Ok. Will one more byte be enough?
>
>> +/* #define DEBUG_DIRTY_BITMAP_MIGRATION */
>> +
>> +#ifdef DEBUG_DIRTY_BITMAP_MIGRATION
>> +#define DPRINTF(fmt, ...) \
>> + do { printf("dirty_migration: " fmt, ## __VA_ARGS__); } while (0)
>> +#else
>> +#define DPRINTF(fmt, ...) \
>> + do { } while (0)
>> +#endif
>> +
>> +typedef struct DirtyBitmapMigBitmapState {
>> + /* Written during setup phase. */
>> + BlockDriverState *bs;
>> + BdrvDirtyBitmap *bitmap;
>> + HBitmap *dirty_bitmap;
>
> For my own sanity, I'd really prefer "bitmap" and "meta_bitmap" here;
> "dirty_bitmap" is often used as a synonym (outside of this file) to
> refer to the BdrvDirtyBitmap in general, so it's usage here can be
> somewhat confusing.
>
> I'd appreciate "dirty_dirty_bitmap" as in your previous patch for
> consistency, or "meta_bitmap" as I recommend.
>
Ok
>> + int64_t total_sectors;
>> + uint64_t sectors_per_chunk;
>> + QSIMPLEQ_ENTRY(DirtyBitmapMigBitmapState) entry;
>> +
>> + /* For bulk phase. */
>> + bool bulk_completed;
>> + int64_t cur_sector;
>> + bool granularity_sent;
>> +
>> + /* For dirty phase. */
>> + int64_t cur_dirty;
>> +} DirtyBitmapMigBitmapState;
>> +
>> +typedef struct DirtyBitmapMigState {
>> + int migration_enable;
>> + QSIMPLEQ_HEAD(dbms_list, DirtyBitmapMigBitmapState) dbms_list;
>> +
>> + bool bulk_completed;
>> +
>> + /* for send_bitmap() */
>> + BlockDriverState *prev_bs;
>> + BdrvDirtyBitmap *prev_bitmap;
>> +} DirtyBitmapMigState;
>> +
>> +static DirtyBitmapMigState dirty_bitmap_mig_state;
>> +
>> +/* read name from qemu file:
>> + * format:
>> + * 1 byte : len = name length (<256)
>> + * len bytes : name without last zero byte
>> + *
>> + * name should point to the buffer >= 256 bytes length
>> + */
>> +static char *qemu_get_name(QEMUFile *f, char *name)
>> +{
>> + int len = qemu_get_byte(f);
>> + qemu_get_buffer(f, (uint8_t *)name, len);
>> + name[len] = '\0';
>> +
>> + DPRINTF("get name: %d %s\n", len, name);
>> +
>> + return name;
>> +}
>> +
>
> OK. Maybe these could be "qemu_put_string" or "qemu_get_string" and
> added to qemu-file.c so others can use them.

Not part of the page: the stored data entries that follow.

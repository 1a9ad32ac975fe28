//! Versioned board document used for import and export.
//!
//! ```json
//! { "version": 1, "title": "...", "tiers": [ { "label": "S", "color": "red", "items": [] } ] }
//! ```

use crate::error::{Result, TierlistError};
use crate::types::{Board, ColorId, MediaItem, TierDefinition, TierId};
use serde::{Deserialize, Serialize};
use std::collections::HashSet;

pub const DOCUMENT_VERSION: u32 = 1;

#[derive(Debug, Clone, PartialEq, Serialize, Deserialize)]
#[serde(deny_unknown_fields)]
pub struct BoardDocument {
    pub version: u32,
    pub title: String,
    #[serde(default, skip_serializing_if = "Option::is_none")]
    pub category: Option<String>,
    pub tiers: Vec<DocumentTier>,
}

#[derive(Debug, Clone, PartialEq, Serialize, Deserialize)]
#[serde(deny_unknown_fields)]
pub struct DocumentTier {
    pub label: String,
    pub color: ColorId,
    #[serde(default)]
    pub items: Vec<MediaItem>,
}

impl BoardDocument {
    /// Parse and validate a document
    pub fn parse(text: &str) -> Result<Self> {
        let value: serde_json::Value = serde_json::from_str(text)
            .map_err(|e| TierlistError::invalid_import(format!("not valid JSON: {e}")))?;

        let version = value
            .get("version")
            .and_then(|v| v.as_u64())
            .ok_or_else(|| TierlistError::invalid_import("missing numeric 'version'"))?;
        if version != u64::from(DOCUMENT_VERSION) {
            return Err(TierlistError::UnsupportedVersion {
                found: u32::try_from(version).unwrap_or(u32::MAX),
            });
        }

        let document: Self = serde_json::from_value(value)
            .map_err(|e| TierlistError::invalid_import(e.to_string()))?;
        document.validate()?;
        Ok(document)
    }

    fn validate(&self) -> Result<()> {
        if self.tiers.is_empty() {
            return Err(TierlistError::invalid_import("document has no tiers"));
        }
        let mut seen = HashSet::new();
        for item in self.tiers.iter().flat_map(|tier| &tier.items) {
            if !seen.insert(&item.id) {
                return Err(TierlistError::invalid_import(format!(
                    "item '{}' appears more than once",
                    item.id
                )));
            }
        }
        Ok(())
    }

    /// Document describing `board`
    pub fn from_board(board: &Board) -> Self {
        let tiers = board
            .tier_definitions
            .iter()
            .map(|tier| DocumentTier {
                label: tier.label.clone(),
                color: tier.color_id.clone(),
                items: board.tier_items(&tier.id).to_vec(),
            })
            .collect();
        Self {
            version: DOCUMENT_VERSION,
            title: board.title.clone(),
            category: board.category.clone(),
            tiers,
        }
    }

    /// Build a board with fresh tier ids
    pub fn into_board(self) -> Board {
        let mut board = Board::with_tiers(self.title, Vec::new());
        board.category = self.category;
        for tier in self.tiers {
            let id = TierId::new();
            board
                .tier_definitions
                .push(TierDefinition::new(id.clone(), tier.label, tier.color));
            board.items.insert(id, tier.items);
        }
        board.reindex();
        board
    }

    pub fn to_json(&self) -> Result<String> {
        Ok(serde_json::to_string_pretty(self)?)
    }
}

#[cfg(test)]
mod tests {
    use super::*;
    use crate::types::{ItemId, MediaType};
    use serde_json::json;

    fn sample() -> serde_json::Value {
        json!({
            "version": 1,
            "title": "Best of 1982",
            "tiers": [
                {"label": "S", "color": "red", "items": [
                    {"id": "thriller", "type": "album", "title": "Thriller"}
                ]},
                {"label": "A", "color": "orange", "items": []}
            ]
        })
    }

    #[test]
    fn test_parse_into_board() {
        let board = BoardDocument::parse(&sample().to_string())
            .unwrap()
            .into_board();
        assert_eq!(board.title, "Best of 1982");
        assert_eq!(board.tier_definitions.len(), 2);
        assert_eq!(board.item_count(), 1);
        let s = board.tier_definitions[0].id.clone();
        assert_eq!(board.container_of(&ItemId::from("thriller")), Some(s));
        assert!(board.is_consistent());
    }

    #[test]
    fn test_rejects_bad_documents() {
        assert!(matches!(
            BoardDocument::parse("{oops"),
            Err(TierlistError::InvalidImport { .. })
        ));

        let mut doc = sample();
        doc["version"] = json!(2);
        assert!(matches!(
            BoardDocument::parse(&doc.to_string()),
            Err(TierlistError::UnsupportedVersion { found: 2 })
        ));

        let mut doc = sample();
        doc["tiers"][1]["items"] = doc["tiers"][0]["items"].clone();
        assert!(matches!(
            BoardDocument::parse(&doc.to_string()),
            Err(TierlistError::InvalidImport { .. })
        ));

        let mut doc = sample();
        doc["tiers"][0].as_object_mut().unwrap().remove("label");
        assert!(BoardDocument::parse(&doc.to_string()).is_err());

        let mut doc = sample();
        doc["tiers"] = json!([]);
        assert!(BoardDocument::parse(&doc.to_string()).is_err());
    }

    #[test]
    fn test_export_matches_board() {
        let mut board = Board::default();
        let first = board.tier_definitions[0].id.clone();
        board
            .items
            .insert(first, vec![MediaItem::new("x", MediaType::Song, "X")]);
        board.reindex();

        let doc = BoardDocument::from_board(&board);
        assert_eq!(doc.version, DOCUMENT_VERSION);
        assert_eq!(doc.tiers.len(), board.tier_definitions.len());
        assert_eq!(doc.tiers[0].items.len(), 1);

        let reparsed = BoardDocument::parse(&doc.to_json().unwrap()).unwrap();
        assert_eq!(reparsed, doc);
    }
}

If no objections for sharing this format, I'll do it.
>
>> +/* write name to qemu file:
>> + * format:
>> + * same as for qemu_get_name
>> + *
>> + * maximum name length is 255
>> + */
>> +static void qemu_put_name(QEMUFile *f, const char *name)
>> +{
>> + int len = strlen(name);
>> +
>> + DPRINTF("put name: %d %s\n", len, name);
>> +
>> + assert(len < 256);
>> + qemu_put_byte(f, len);
>> + qemu_put_buffer(f, (const uint8_t *)name, len);
>> +}
>> +
>
> OK.
>
>> +static void send_bitmap(QEMUFile *f, DirtyBitmapMigBitmapState *dbms,
>> + uint64_t start_sector, uint32_t nr_sectors)
>> +{
>> + BlockDriverState *bs = dbms->bs;
>> + BdrvDirtyBitmap *bitmap = dbms->bitmap;
>> + uint8_t flags = 0;
>> + /* align for buffer_is_zero() */
>> + uint64_t align = 4 * sizeof(long);
>> + uint64_t buf_size =
>> + (bdrv_dirty_bitmap_data_size(bitmap, nr_sectors) + align - 1) &
>> + ~(align - 1);
>> + uint8_t *buf = g_malloc0(buf_size);
>> +
>> + bdrv_dirty_bitmap_serialize_part(bitmap, buf, start_sector,
>> nr_sectors);
>> +
>> + if (buffer_is_zero(buf, buf_size)) {
>> + g_free(buf);
>> + buf = NULL;
>> + flags |= DIRTY_BITMAP_MIG_FLAG_ZERO_CHUNK;
>> + } else {
>> + flags |= DIRTY_BITMAP_MIG_FLAG_NORMAL_CHUNK;
>> + }
>> +
>> + if (bs != dirty_bitmap_mig_state.prev_bs) {
>> + dirty_bitmap_mig_state.prev_bs = bs;
>> + flags |= DIRTY_BITMAP_MIG_FLAG_DEVICE_NAME;
>> + }
>> +
>> + if (bitmap != dirty_bitmap_mig_state.prev_bitmap) {
>> + dirty_bitmap_mig_state.prev_bitmap = bitmap;
>> + flags |= DIRTY_BITMAP_MIG_FLAG_BITMAP_NAME;
>> + }
>
> OK, so we use the current bs/bitmap under consideration to detect if
> we have switched context, and put the names in the stream when it
> happens. OK.
>
>> +
>> + if (dbms->granularity_sent == 0) {
>> + dbms->granularity_sent = 1;
>> + flags |= DIRTY_BITMAP_MIG_FLAG_GRANULARITY;
>> + }
>> +
>> + DPRINTF("Enter send_bitmap"
>> + "\n flags: %x"
>> + "\n start_sector: %" PRIu64
>> + "\n nr_sectors: %" PRIu32
>> + "\n data_size: %" PRIu64 "\n",
>> + flags, start_sector, nr_sectors, buf_size);
>> +
>> + qemu_put_byte(f, flags);
>> +
>> + if (flags & DIRTY_BITMAP_MIG_FLAG_DEVICE_NAME) {
>> + qemu_put_name(f, bdrv_get_device_name(bs));
>> + }
>
> I am still not fully clear on this myself, but I think we are phasing
> out bdrv_get_device_name. In the context of bitmaps, we are mostly
> likely using them one-per-tree, but they /can/ be attached
> one-per-node, so we shouldn't be trying to get the device name here,
> but rather, the node-name.
>
> I /think/ we may want to be using bdrv_get_node_name, but I think it
> is not currently true that all nodes WILL be named ... I am CC'ing
> Markus Armbruster and Max Reitz for (A) A refresher course and (B)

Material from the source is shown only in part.